Data:
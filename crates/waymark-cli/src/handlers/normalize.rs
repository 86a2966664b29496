use crate::state::AppState;

pub fn handle_normalize(state: &AppState, text: &[String]) -> String {
    text.iter()
        .map(|raw| waymark_core::normalize(raw, &state.decoder))
        .collect::<Vec<_>>()
        .join("\n")
}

Exercise prompt:
What is needed is the full listing, reproduced exactly.

Solved problem:
filename crates/waymark-cli/src/handlers/normalize.rs
repository 86a2966664b29496
use crate::state::AppState;

pub fn handle_normalize(state: &AppState, text: &[String]) -> String {
    text.iter()
        .map(|raw| waymark_core::normalize(raw, &state.decoder))
        .collect::<Vec<_>>()
        .join("\n")
}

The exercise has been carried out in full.